Laura Linney And Cynthia Nixon On Acting, Aging, And Empathy

Laura Linney and Cynthia Nixon are attempting a rare feat on Broadway: They’re switching roles every performance. In the Manhattan Theatre Club’s revival of Lillian Hellman’s The Little Foxes, the actors alternate between playing the lead role (the cunning, assertive Regina Giddens) and a supporting one (Regina’s timid, abused sister-in-law, Birdie). And sometimes — when there’s a matinee and an evening performance — they play both parts in one day.

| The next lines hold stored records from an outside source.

//! One-shot quote builder.

use std::str::FromStr;

use anyhow::{bail, Result};
use serde::Serialize;
use storefront::cart::{Cart, CartTotals};
use storefront::Storefront;

use super::QuoteArgs;
use crate::context::Context;
use crate::output::price_cell;

/// A variant request written as `CODE[@SIZE][ xQTY]`.
///
/// The quantity is only read from a trailing `x<digits>` token separated by
/// whitespace, so codes such as `box1` or `X1x4` stay whole.
#[derive(Debug, Clone, PartialEq, Eq)]
pub struct AddSpec {
    pub code: String,
    pub size: Option<String>,
    pub qty: u32,
}

impl FromStr for AddSpec {
    type Err = String;

    fn from_str(s: &str) -> Result<Self, Self::Err> {
        let s = s.trim();

        let (rest, qty) = match s.rsplit_once(char::is_whitespace) {
            Some((rest, token)) => match token.strip_prefix(['x', 'X']) {
                Some(digits) if !digits.is_empty() && digits.chars().all(|c| c.is_ascii_digit()) => {
                    let qty = digits
                        .parse::<u32>()
                        .map_err(|_| format!("Quantity too large in '{}'", s))?;
                    (rest.trim_end(), qty)
                }
                _ => (s, 1),
            },
            None => (s, 1),
        };

        let (code, size) = match rest.split_once('@') {
            Some((code, size)) => (code.trim(), Some(size.trim())),
            None => (rest, None),
        };

        if code.is_empty() {
            return Err(format!("Missing code in '{}'", s));
        }

        Ok(Self {
            code: code.to_string(),
            size: size.filter(|size| !size.is_empty()).map(str::to_string),
            qty,
        })
    }
}

#[derive(Serialize)]
struct QuoteView<'a> {
    cart: &'a Cart,
    totals: CartTotals,
    message: String,
    link: Option<String>,
}

/// Run the quote command.
pub fn run(args: QuoteArgs, ctx: &Context) -> Result<()> {
    let specs = args
        .add
        .iter()
        .map(|raw| raw.parse::<AddSpec>())
        .collect::<Result<Vec<_>, _>>()
        .map_err(anyhow::Error::msg)?;

    let contact = match args.contact {
        Some(0) => bail!("Contacts are numbered from 1"),
        Some(n) if n > ctx.config.contacts.len() => bail!(
            "Contact {} does not exist ({} configured)",
            n,
            ctx.config.contacts.len()
        ),
        Some(n) => Some(n - 1),
        None => None,
    };

    let mut store = ctx.storefront()?;

    for spec in &specs {
        if store.add_code(&spec.code, spec.size.as_deref(), spec.qty).is_none() {
            ctx.output.warn(&format!("Not in catalog: {}", describe(spec)));
        }
    }

    for id in &args.combos {
        match store.add_combo(id) {
            Some(applied) => ctx.output.debug(&format!("Combo {}: {} items", id, applied)),
            None => bail!("Unknown combo '{}'", id),
        }
    }

    if ctx.output.is_json() {
        ctx.output.json(&QuoteView {
            cart: store.cart(),
            totals: store.cart().totals(),
            message: store.quote(),
            link: store.checkout_link(contact),
        });
        return Ok(());
    }

    if !store.can_checkout() {
        bail!("The cart is empty; add products with --add or --combo");
    }

    print_cart(store.cart(), ctx);
    print_quote(&store, contact, ctx);

    Ok(())
}

/// Print the cart as a table with its subtotal.
pub fn print_cart(cart: &Cart, ctx: &Context) {
    ctx.output.header(&format!("Cart ({} items)", cart.item_count()));
    if cart.is_empty() {
        ctx.output.info("Your cart is empty");
        return;
    }

    for (i, line) in cart.lines().iter().enumerate() {
        let index = format!("{}.", i + 1);
        let qty = format!("×{}", line.qty);
        let unit = price_cell(line.price);
        let total = line.total().display();
        ctx.output.table_row(
            &[
                index.as_str(),
                line.name.as_str(),
                line.size.as_str(),
                qty.as_str(),
                unit.as_str(),
                total.as_str(),
            ],
            &[3, 34, 8, 5, 12, 12],
        );
    }
    ctx.output.kv("  Subtotal", &cart.subtotal().display());
}

/// Print the quote message and the WhatsApp link.
pub fn print_quote(store: &Storefront, contact: Option<usize>, ctx: &Context) {
    ctx.output.header("Quote");
    ctx.output.line(&store.quote());

    if let Some(link) = store.checkout_link(contact) {
        ctx.output.line("");
        if let Some(contact) = store.config().contact(contact) {
            ctx.output.kv("WhatsApp", &contact.label);
        }
        ctx.output.success(&link);
    }
}

fn describe(spec: &AddSpec) -> String {
    match &spec.size {
        Some(size) => format!("{} ({})", spec.code, size),
        None => spec.code.clone(),
    }
}

#[cfg(test)]
mod tests {
    use super::*;

    fn parse(s: &str) -> AddSpec {
        s.parse().unwrap()
    }

    #[test]
    fn test_code_only() {
        assert_eq!(
            parse("EMLF1"),
            AddSpec {
                code: "EMLF1".to_string(),
                size: None,
                qty: 1
            }
        );
    }

    #[test]
    fn test_code_size_qty() {
        let spec = parse("PLFC1.5@1.5 kg x3");
        assert_eq!(spec.code, "PLFC1.5");
        assert_eq!(spec.size.as_deref(), Some("1.5 kg"));
        assert_eq!(spec.qty, 3);
    }

    #[test]
    fn test_code_qty_without_size() {
        let spec = parse("sc1 x2");
        assert_eq!(spec.code, "sc1");
        assert_eq!(spec.size, None);
        assert_eq!(spec.qty, 2);
    }

    #[test]
    fn test_lowercase_code_ending_in_digit_stays_whole() {
        let spec = parse("box1");
        assert_eq!(spec.code, "box1");
        assert_eq!(spec.qty, 1);
        assert_eq!(parse("sc1x2").code, "sc1x2");
    }

    #[test]
    fn test_x_inside_code_is_part_of_code() {
        assert_eq!(parse("X1").code, "X1");
        assert_eq!(parse("X1x4").code, "X1x4");
        assert_eq!(parse("X1 X4").qty, 4);
    }

    #[test]
    fn test_x_without_digits_is_part_of_code() {
        let spec = parse("MAXI@4x1 L");
        assert_eq!(spec.code, "MAXI");
        assert_eq!(spec.size.as_deref(), Some("4x1 L"));
        assert_eq!(spec.qty, 1);
    }

    #[test]
    fn test_empty_size_is_any_size() {
        assert_eq!(parse("NAR150g@").size, None);
    }

    #[test]
    fn test_invalid_specs() {
        assert!("".parse::<AddSpec>().is_err());
        assert!("@1 L".parse::<AddSpec>().is_err());
        assert!("X1 x99999999999".parse::<AddSpec>().is_err());
        assert!("@1 L x2".parse::<AddSpec>().is_err());
    }
}
//! Catalog, cart and quote engine for a single-page storefront.
//!
//! The storefront has no checkout of its own: shoppers browse a fixed
//! catalog, build a cart and send it to the store as a WhatsApp quote.
//!
//! - **Catalog**: Products, size/price variants, code lookup, category palette
//! - **Search**: Text filter, category filter, sorting, grouping by category
//! - **Cart**: Merge-on-add lines, quantity edits, subtotal
//! - **Combos & guides**: Curated bundles and washing routines
//! - **Checkout**: Quote message and WhatsApp handoff link
//!
//! # Example
//!
//! ```rust
//! use storefront::prelude::*;
//!
//! let catalog = Catalog::new(vec![
//!     Product::new("Enjuague Multifibras", "Enjuagues")
//!         .with_variant(Variant::new("1 L", "EMLF1", Money::from_decimal(180.0))),
//! ]);
//!
//! let mut cart = Cart::new();
//! let found = catalog.lookup().find("emlf1", None).unwrap();
//! cart.add(found.product, Some(found.variant), 2);
//!
//! assert_eq!(cart.subtotal().display(), "$360.00");
//! assert!(format_quote(&cart).ends_with("Subtotal estimado: $360.00 MXN"));
//! ```

pub mod error;
pub mod money;

pub mod cart;
pub mod catalog;
pub mod checkout;
pub mod combo;
pub mod config;
pub mod guide;
pub mod search;
pub mod storefront;

pub use error::StorefrontError;
pub use money::Money;
pub use storefront::Storefront;

/// Prelude for convenient imports.
pub mod prelude {
    pub use crate::error::StorefrontError;
    pub use crate::money::{Money, CURRENCY_CODE};
    pub use crate::storefront::Storefront;

    // Catalog
    pub use crate::catalog::{
        Catalog, CategoryPalette, Channels, LookupIndex, Product, SalesChannel, Variant,
        VariantMatch,
    };

    // Search
    pub use crate::search::{CatalogQuery, CategoryFilter, CategoryGroup, SortMode};

    // Cart
    pub use crate::cart::{clamp_qty, Cart, CartLine, CartTotals, LineKey, LineRequest};

    // Combos and guides
    pub use crate::combo::{Combo, ComboItem};
    pub use crate::guide::{Guide, GuideStep};

    // Checkout
    pub use crate::checkout::{can_checkout, format_quote, whatsapp_link, Contact};

    // Config
    pub use crate::config::StorefrontConfig;
}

This is not the first time Nixon has performed two roles simultaneously: When she was a college freshman in 1984, she managed to appear in two Broadway shows at the same time, The Real Thing and Hurlyburly, running from one theater to the other between performances. Nevertheless, The Little Foxes is a daunting test for both actors. “We’re both making a lot of mistakes, and we’re both learning from the mistakes that we made and watching someone explore something on their own,” Linney said. “I got to a point like the week before we moved into the theater when my brain basically exploded. I could not remember anything. It’s like my brain just started to reject everything, because it had been so much to take in. Fortunately I worked past that.”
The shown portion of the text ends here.